▶ Information provided
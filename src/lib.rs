//! A life-event ledger and the views derived from it.
//!
//! Events are misfortunes or good fortunes with a 1–20 magnitude; good
//! fortunes can be shared with friends, each weighted by a relationship
//! coefficient. From the log the crate derives a direct balance, a
//! two-for-one debt forecast, each friend's network contribution and a
//! ratio-health verdict. All derivations are pure folds over a snapshot;
//! [`Ledger`] owns the snapshot and writes it through to a
//! [`KeyValueStore`].
//!
//! ```
//! use lifefold::{DebtStatus, Ledger, MemoryStore, Polarity};
//!
//! let mut ledger = Ledger::open(MemoryStore::new());
//! ledger.add_event(Polarity::Negative, 8, "laptop died", &[]).unwrap();
//! ledger.add_event(Polarity::Negative, 4, "parking ticket", &[]).unwrap();
//!
//! assert_eq!(ledger.debt().status, DebtStatus::NeedPositive);
//! assert_eq!(ledger.direct_balance(), -12);
//!
//! // Reopening the same store restores the log.
//! let store = ledger.close().unwrap();
//! let ledger = Ledger::open(store);
//! assert_eq!(ledger.events().len(), 2);
//! ```

mod balance;
mod debt;
mod error;
mod event;
mod friend;
mod ledger;
mod network;
pub mod oracle;
mod ratio;
mod snapshot;
mod store;
pub mod view;

pub use balance::{BalancePoint, compute_direct_balance, compute_timeline};
pub use debt::{DebtState, DebtStatus, compute_debt};
pub use error::{PersistError, StoreError, ValidationError};
pub use event::{EventId, LifeEvent, MAX_MAGNITUDE, MIN_MAGNITUDE, Polarity, now_millis};
pub use friend::{Friend, FriendId, MAX_COEFFICIENT, MIN_COEFFICIENT};
pub use ledger::{DEFAULT_EVENTS_KEY, DEFAULT_FRIENDS_KEY, Ledger, LedgerBuilder};
pub use network::{
    FriendContribution, NetworkEffect, compute_network_effect, compute_network_multiplier,
};
pub use ratio::{RatioStatus, THEORETICAL_RATIO, compute_ratio_status};
pub use snapshot::{Snapshot, Summary};
pub use store::{FileStore, KeyValueStore, LOCK_FILE, MemoryStore};
pub use view::{ReduceFn, Tally};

▶ Directions for this task
Set down the entries verbatim, leaving none out.

▶ Finished task
filename src/lib.rs
//! A life-event ledger and the views derived from it.
//!
//! Events are misfortunes or good fortunes with a 1–20 magnitude; good
//! fortunes can be shared with friends, each weighted by a relationship
//! coefficient. From the log the crate derives a direct balance, a
//! two-for-one debt forecast, each friend's network contribution and a
//! ratio-health verdict. All derivations are pure folds over a snapshot;
//! [`Ledger`] owns the snapshot and writes it through to a
//! [`KeyValueStore`].
//!
//! ```
//! use lifefold::{DebtStatus, Ledger, MemoryStore, Polarity};
//!
//! let mut ledger = Ledger::open(MemoryStore::new());
//! ledger.add_event(Polarity::Negative, 8, "laptop died", &[]).unwrap();
//! ledger.add_event(Polarity::Negative, 4, "parking ticket", &[]).unwrap();
//!
//! assert_eq!(ledger.debt().status, DebtStatus::NeedPositive);
//! assert_eq!(ledger.direct_balance(), -12);
//!
//! // Reopening the same store restores the log.
//! let store = ledger.close().unwrap();
//! let ledger = Ledger::open(store);
//! assert_eq!(ledger.events().len(), 2);
//! ```

mod balance;
mod debt;
mod error;
mod event;
mod friend;
mod ledger;
mod network;
pub mod oracle;
mod ratio;
mod snapshot;
mod store;
pub mod view;

pub use balance::{BalancePoint, compute_direct_balance, compute_timeline};
pub use debt::{DebtState, DebtStatus, compute_debt};
pub use error::{PersistError, StoreError, ValidationError};
pub use event::{EventId, LifeEvent, MAX_MAGNITUDE, MIN_MAGNITUDE, Polarity, now_millis};
pub use friend::{Friend, FriendId, MAX_COEFFICIENT, MIN_COEFFICIENT};
pub use ledger::{DEFAULT_EVENTS_KEY, DEFAULT_FRIENDS_KEY, Ledger, LedgerBuilder};
pub use network::{
    FriendContribution, NetworkEffect, compute_network_effect, compute_network_multiplier,
};
pub use ratio::{RatioStatus, THEORETICAL_RATIO, compute_ratio_status};
pub use snapshot::{Snapshot, Summary};
pub use store::{FileStore, KeyValueStore, LOCK_FILE, MemoryStore};
pub use view::{ReduceFn, Tally};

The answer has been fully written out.